The very landscape of France is in many places the confection of lawmakers and bureaucrats. Enlightened agriculture, disafforestation and officious replanting with imported species, mining, the pressures of mass tourism, and the elimination of much rural industry with the growth of the cities and the arrival of the zoners and planners, all of these have contributed to the creation of a landscape which travellers often assume to have existed from time immemorial. With the growing role of the state in daily life, wide dissemination of print and products and the onset of mass internal migration, the tribal rules and local gods of French provincial life have lost their appeal, to be replaced by the impressive confection represented by modern France.

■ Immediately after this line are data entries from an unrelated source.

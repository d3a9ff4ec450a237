//! Manager-facing HTTP API
//!
//! - `POST /command/{agent_id}` writes a command to a connected agent
//! - `POST /conn/{agent_id}/close` closes an agent's session
//! - `GET /conn/list` lists connected agents
//! - `GET /metrics` returns the global counters

use std::net::SocketAddr;
use std::sync::Arc;
use std::time::Duration;

use agent_center_control::{
    CommandDispatcher, Connection, ConnectionRegistry, DispatchError, Metrics, MetricsSnapshot,
};
use agent_center_proto::{AgentCommand, PluginConfig, PluginTask};
use axum::{
    extract::{Path, State},
    http::StatusCode,
    routing::{get, post},
    Json, Router,
};
use serde::{Deserialize, Serialize};
use tokio::net::TcpListener;
use tokio_util::sync::CancellationToken;
use tower_http::trace::TraceLayer;
use tracing::{debug, info};

/// Shared state of the API handlers
pub struct ApiState {
    pub registry: Arc<ConnectionRegistry>,
    pub dispatcher: CommandDispatcher,
    pub metrics: Arc<Metrics>,
    /// Delivery bound used when a request does not name one
    pub command_timeout: Duration,
}

/// Command written to the agent
#[derive(Debug, Clone, Default, Serialize, Deserialize)]
pub struct CommandRequest {
    #[serde(default)]
    pub agent_ctrl: i32,
    #[serde(default)]
    pub task: Option<PluginTask>,
    #[serde(default)]
    pub configs: Vec<PluginConfig>,
    /// Overrides the server's delivery timeout
    #[serde(default, skip_serializing_if = "Option::is_none")]
    pub timeout_ms: Option<u64>,
}

impl CommandRequest {
    fn into_command(self) -> AgentCommand {
        AgentCommand {
            agent_ctrl: self.agent_ctrl,
            task: self.task,
            configs: self.configs,
        }
    }
}

#[derive(Debug, Clone, Serialize, Deserialize)]
pub struct CommandResponse {
    pub agent_id: String,
    pub delivered: bool,
}

#[derive(Debug, Clone, Serialize, Deserialize)]
pub struct CloseResponse {
    pub agent_id: String,
    pub closing: bool,
}

/// Connected agent as seen by the manager
#[derive(Debug, Clone, Serialize, Deserialize)]
pub struct ConnectionView {
    pub agent_id: String,
    pub session_id: String,
    pub tenant_id: i32,
    pub host_id: i32,
    pub degraded_identity: bool,
    pub agent_version: String,
    pub source_addr: String,
    /// Unix seconds
    pub created_at: i64,
    pub hostname: String,
    pub platform: String,
    #[serde(skip_serializing_if = "Option::is_none")]
    pub last_heartbeat: Option<i64>,
}

impl From<&Connection> for ConnectionView {
    fn from(connection: &Connection) -> Self {
        let detail = connection.detail();
        Self {
            agent_id: connection.agent_id.clone(),
            session_id: connection.session_id.to_string(),
            tenant_id: connection.tenant_id,
            host_id: connection.host_id,
            degraded_identity: connection.degraded_identity,
            agent_version: connection.agent_version.clone(),
            source_addr: connection.source_addr.to_string(),
            created_at: connection.created_at,
            hostname: detail.hostname,
            platform: detail.platform,
            last_heartbeat: detail.last_heartbeat,
        }
    }
}

#[derive(Debug, Clone, Serialize, Deserialize)]
pub struct ConnectionList {
    pub connections: Vec<ConnectionView>,
    pub total: usize,
}

#[derive(Debug, Clone, Serialize, Deserialize)]
pub struct ErrorResponse {
    pub error: String,
    #[serde(skip_serializing_if = "Option::is_none")]
    pub code: Option<String>,
}

type ApiError = (StatusCode, Json<ErrorResponse>);

fn error_response(status: StatusCode, error: String, code: &str) -> ApiError {
    (
        status,
        Json(ErrorResponse {
            error,
            code: Some(code.to_string()),
        }),
    )
}

fn dispatch_error(e: DispatchError) -> ApiError {
    let (status, code) = match &e {
        DispatchError::AgentNotFound(_) => (StatusCode::NOT_FOUND, "AGENT_NOT_FOUND"),
        DispatchError::SessionClosed => (StatusCode::GONE, "SESSION_CLOSED"),
        DispatchError::Timeout(_) => (StatusCode::GATEWAY_TIMEOUT, "DISPATCH_TIMEOUT"),
        DispatchError::Transport(_) => (StatusCode::BAD_GATEWAY, "TRANSPORT_ERROR"),
    };
    error_response(status, e.to_string(), code)
}

/// Write a command to a connected agent
pub async fn post_command(
    State(state): State<Arc<ApiState>>,
    Path(agent_id): Path<String>,
    Json(request): Json<CommandRequest>,
) -> Result<Json<CommandResponse>, ApiError> {
    let timeout = match request.timeout_ms {
        Some(0) => {
            return Err(error_response(
                StatusCode::BAD_REQUEST,
                "timeout_ms must be non-zero".to_string(),
                "INVALID_TIMEOUT",
            ))
        }
        Some(ms) => Duration::from_millis(ms),
        None => state.command_timeout,
    };
    debug!(agent_id = %agent_id, "Dispatching command with timeout {:?}", timeout);

    state
        .dispatcher
        .dispatch(&agent_id, request.into_command(), timeout)
        .await
        .map_err(dispatch_error)?;

    Ok(Json(CommandResponse {
        agent_id,
        delivered: true,
    }))
}

/// Ask an agent's session to close
pub async fn close_connection(
    State(state): State<Arc<ApiState>>,
    Path(agent_id): Path<String>,
) -> Result<Json<CloseResponse>, ApiError> {
    info!(agent_id = %agent_id, "Close requested over the API");
    state
        .dispatcher
        .close(&agent_id, state.command_timeout)
        .await
        .map_err(dispatch_error)?;

    Ok(Json(CloseResponse {
        agent_id,
        closing: true,
    }))
}

/// List connected agents, ordered by agent ID
pub async fn list_connections(State(state): State<Arc<ApiState>>) -> Json<ConnectionList> {
    let mut connections: Vec<ConnectionView> = state
        .registry
        .snapshot()
        .iter()
        .map(|c| ConnectionView::from(c.as_ref()))
        .collect();
    connections.sort_by(|a, b| a.agent_id.cmp(&b.agent_id));

    let total = connections.len();
    Json(ConnectionList { connections, total })
}

pub async fn get_metrics(State(state): State<Arc<ApiState>>) -> Json<MetricsSnapshot> {
    Json(state.metrics.snapshot())
}

pub fn router(state: Arc<ApiState>) -> Router {
    Router::new()
        .route("/command/{agent_id}", post(post_command))
        .route("/conn/list", get(list_connections))
        .route("/conn/{agent_id}/close", post(close_connection))
        .route("/metrics", get(get_metrics))
        .with_state(state)
        .layer(TraceLayer::new_for_http())
}

/// Serve `router` on `listener` until `shutdown` is cancelled
pub async fn serve_api(
    listener: TcpListener,
    router: Router,
    shutdown: CancellationToken,
) -> std::io::Result<()> {
    let local_addr: SocketAddr = listener.local_addr()?;
    info!("Manager API listening on {}", local_addr);

    axum::serve(listener, router)
        .with_graceful_shutdown(async move { shutdown.cancelled().await })
        .await?;

    info!("Manager API on {} stopped", local_addr);
    Ok(())
}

Language is the great symptom. The French state decreed that its servants should speak the dialect of Paris as early as 1539. The revolutionaries regarded a uniform language (inevitably Parisian) as an essential condition of national solidarity. Yet the gradual adoption of French by the whole population owed less to official intervention than it did to snobbery and ambition. People will always learn to speak the language of the bosses, and the bosses come from Paris. The same thing happened spontaneously in England long before Lord Reith laid down that the only true English was spoken by the upper classes of London and the south-east.

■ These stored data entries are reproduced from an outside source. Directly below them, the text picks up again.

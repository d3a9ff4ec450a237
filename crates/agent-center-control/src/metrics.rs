//! Connection and frame counters

use std::sync::atomic::{AtomicU64, Ordering};
use std::sync::Arc;

use dashmap::DashMap;
use serde::Serialize;

/// Per-agent frame counters, held by the agent's session
#[derive(Debug, Default)]
pub struct AgentCounters {
    frames_received: AtomicU64,
    frames_sent: AtomicU64,
}

impl AgentCounters {
    pub fn frames_received(&self) -> u64 {
        self.frames_received.load(Ordering::Relaxed)
    }

    pub fn frames_sent(&self) -> u64 {
        self.frames_sent.load(Ordering::Relaxed)
    }
}

/// Agent center counters
#[derive(Debug, Default)]
pub struct Metrics {
    admitted: AtomicU64,
    rejected: AtomicU64,
    duplicates: AtomicU64,
    frames_received: AtomicU64,
    frames_sent: AtomicU64,
    send_failures: AtomicU64,
    agents: DashMap<String, Arc<AgentCounters>>,
}

/// Serializable copy of the global counters
#[derive(Debug, Clone, Default, PartialEq, Eq, Serialize)]
pub struct MetricsSnapshot {
    pub admitted: u64,
    pub rejected: u64,
    pub duplicates: u64,
    pub frames_received: u64,
    pub frames_sent: u64,
    pub send_failures: u64,
    pub tracked_agents: usize,
}

impl Metrics {
    pub fn new() -> Self {
        Self::default()
    }

    pub fn record_admitted(&self) {
        self.admitted.fetch_add(1, Ordering::Relaxed);
    }

    pub fn record_rejected(&self) {
        self.rejected.fetch_add(1, Ordering::Relaxed);
    }

    pub fn record_duplicate(&self) {
        self.duplicates.fetch_add(1, Ordering::Relaxed);
    }

    pub fn record_received(&self, agent: &AgentCounters) {
        self.frames_received.fetch_add(1, Ordering::Relaxed);
        agent.frames_received.fetch_add(1, Ordering::Relaxed);
    }

    pub fn record_sent(&self, agent: &AgentCounters) {
        self.frames_sent.fetch_add(1, Ordering::Relaxed);
        agent.frames_sent.fetch_add(1, Ordering::Relaxed);
    }

    pub fn record_send_failure(&self) {
        self.send_failures.fetch_add(1, Ordering::Relaxed);
    }

    /// Create the counters for a newly active agent session
    pub fn register_agent(&self, agent_id: &str) -> Arc<AgentCounters> {
        let counters = Arc::new(AgentCounters::default());
        self.agents.insert(agent_id.to_string(), counters.clone());
        counters
    }

    /// Drop an agent's counters, unless a newer session already replaced them
    pub fn release_agent(&self, agent_id: &str, counters: &Arc<AgentCounters>) {
        self.agents
            .remove_if(agent_id, |_, current| Arc::ptr_eq(current, counters));
    }

    pub fn agent(&self, agent_id: &str) -> Option<Arc<AgentCounters>> {
        self.agents.get(agent_id).map(|entry| entry.value().clone())
    }

    pub fn snapshot(&self) -> MetricsSnapshot {
        MetricsSnapshot {
            admitted: self.admitted.load(Ordering::Relaxed),
            rejected: self.rejected.load(Ordering::Relaxed),
            duplicates: self.duplicates.load(Ordering::Relaxed),
            frames_received: self.frames_received.load(Ordering::Relaxed),
            frames_sent: self.frames_sent.load(Ordering::Relaxed),
            send_failures: self.send_failures.load(Ordering::Relaxed),
            tracked_agents: self.agents.len(),
        }
    }
}

#[cfg(test)]
mod tests {
    use super::*;

    #[test]
    fn test_counters_accumulate() {
        let metrics = Metrics::new();
        metrics.record_admitted();
        metrics.record_admitted();
        metrics.record_rejected();

        let agent = metrics.register_agent("agent-1");
        metrics.record_received(&agent);
        metrics.record_received(&agent);
        metrics.record_sent(&agent);

        let snapshot = metrics.snapshot();
        assert_eq!(snapshot.admitted, 2);
        assert_eq!(snapshot.rejected, 1);
        assert_eq!(snapshot.frames_received, 2);
        assert_eq!(snapshot.frames_sent, 1);
        assert_eq!(snapshot.tracked_agents, 1);
        assert_eq!(agent.frames_received(), 2);
        assert_eq!(agent.frames_sent(), 1);
    }

    #[test]
    fn test_release_only_own_counters() {
        let metrics = Metrics::new();
        let old = metrics.register_agent("agent-1");
        let new = metrics.register_agent("agent-1");

        metrics.release_agent("agent-1", &old);
        assert!(Arc::ptr_eq(&metrics.agent("agent-1").unwrap(), &new));

        metrics.release_agent("agent-1", &new);
        assert!(metrics.agent("agent-1").is_none());
        assert_eq!(metrics.snapshot().tracked_agents, 0);
    }

    #[test]
    fn test_snapshot_serializes() {
        let json = serde_json::to_value(Metrics::new().snapshot()).unwrap();
        assert_eq!(json["admitted"], 0);
        assert_eq!(json["tracked_agents"], 0);
    }
}
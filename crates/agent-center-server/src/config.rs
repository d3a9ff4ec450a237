//! Server configuration

use std::net::SocketAddr;
use std::time::Duration;

use agent_center_control::{DEFAULT_AUTH_TIMEOUT, DEFAULT_DISPATCH_TIMEOUT};
use thiserror::Error;

pub const DEFAULT_LISTEN_ADDR: &str = "0.0.0.0:6751";
pub const DEFAULT_API_LISTEN_ADDR: &str = "0.0.0.0:6752";
pub const DEFAULT_CONN_LIMIT: usize = 1500;
pub const DEFAULT_PIPELINE_BUFFER: usize = 4096;

#[derive(Debug, Error, PartialEq, Eq)]
pub enum ConfigError {
    #[error("Connection limit must be at least 1")]
    ZeroConnLimit,

    #[error("Identity timeout must be non-zero")]
    ZeroAuthTimeout,

    #[error("Pipeline buffer must be at least 1")]
    ZeroPipelineBuffer,

    #[error("Command timeout must be non-zero")]
    ZeroCommandTimeout,

    #[error("API and agent listeners share the address {0}")]
    ListenConflict(SocketAddr),

    #[error("Manager URL must start with http:// or https://: {0}")]
    InvalidManagerUrl(String),
}

/// Agent center configuration
#[derive(Debug, Clone)]
pub struct ServerConfig {
    /// Listen address for agent streams
    pub listen_addr: SocketAddr,
    /// Listen address for the manager-facing HTTP API
    pub api_listen_addr: SocketAddr,
    /// Maximum number of simultaneously active sessions
    pub conn_limit: usize,
    /// Bound on each identity resolution call
    pub auth_timeout: Duration,
    /// Manager base URL for identity resolution and reporting
    /// If unset, every agent runs with the zeroed identity
    pub manager_url: Option<String>,
    /// Capacity of the inbound frame pipeline
    pub pipeline_buffer: usize,
    /// Default delivery bound for commands sent over the API
    pub command_timeout: Duration,
}

impl Default for ServerConfig {
    fn default() -> Self {
        Self {
            listen_addr: SocketAddr::from(([0, 0, 0, 0], 6751)),
            api_listen_addr: SocketAddr::from(([0, 0, 0, 0], 6752)),
            conn_limit: DEFAULT_CONN_LIMIT,
            auth_timeout: DEFAULT_AUTH_TIMEOUT,
            manager_url: None,
            pipeline_buffer: DEFAULT_PIPELINE_BUFFER,
            command_timeout: DEFAULT_DISPATCH_TIMEOUT,
        }
    }
}

impl ServerConfig {
    pub fn validate(&self) -> Result<(), ConfigError> {
        if self.conn_limit == 0 {
            return Err(ConfigError::ZeroConnLimit);
        }
        if self.auth_timeout.is_zero() {
            return Err(ConfigError::ZeroAuthTimeout);
        }
        if self.pipeline_buffer == 0 {
            return Err(ConfigError::ZeroPipelineBuffer);
        }
        if self.command_timeout.is_zero() {
            return Err(ConfigError::ZeroCommandTimeout);
        }
        // Port 0 picks a free port, so two such addresses never collide
        if self.api_listen_addr == self.listen_addr && self.listen_addr.port() != 0 {
            return Err(ConfigError::ListenConflict(self.listen_addr));
        }
        if let Some(url) = &self.manager_url {
            if !(url.starts_with("http://") || url.starts_with("https://")) {
                return Err(ConfigError::InvalidManagerUrl(url.clone()));
            }
        }
        Ok(())
    }
}
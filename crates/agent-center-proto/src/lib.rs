//! Agent Center Protocol Definitions
//!
//! This crate defines the frames exchanged between endpoint agents and the
//! agent center, and the length-prefixed codec used to put them on the wire.

pub mod codec;
pub mod messages;

pub use codec::{CodecError, FrameCodec};
pub use messages::*;

/// Maximum frame size (16MB)
pub const MAX_FRAME_SIZE: u32 = 16 * 1024 * 1024;

/// Record type carried by the agent's own periodic heartbeat
pub const AGENT_HEARTBEAT_DATA_TYPE: i32 = 1000;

Graham Robb is by background a literary historian, the author of biographies of those quintessentially Parisian writers Balzac and Hugo. He is a natural metropolitan. By his own account, it was not until he was in his late thirties that he ‘began to explore the country on which I was supposed to be an authority’. He did it on a bicycle, whose leisurely speed, he says, offers the best way of observing the variety of the country. But do not be deceived. Observation has its place, but this is not a guide book or a travelogue. Robb’s cycling tours of France have contributed more questions than answers to his work. The Discovery of France is a thoughtful book, the fruit of much research into some compelling but little-known byways of French history, and a reminder that what the tourist sees is only a fraction of the story.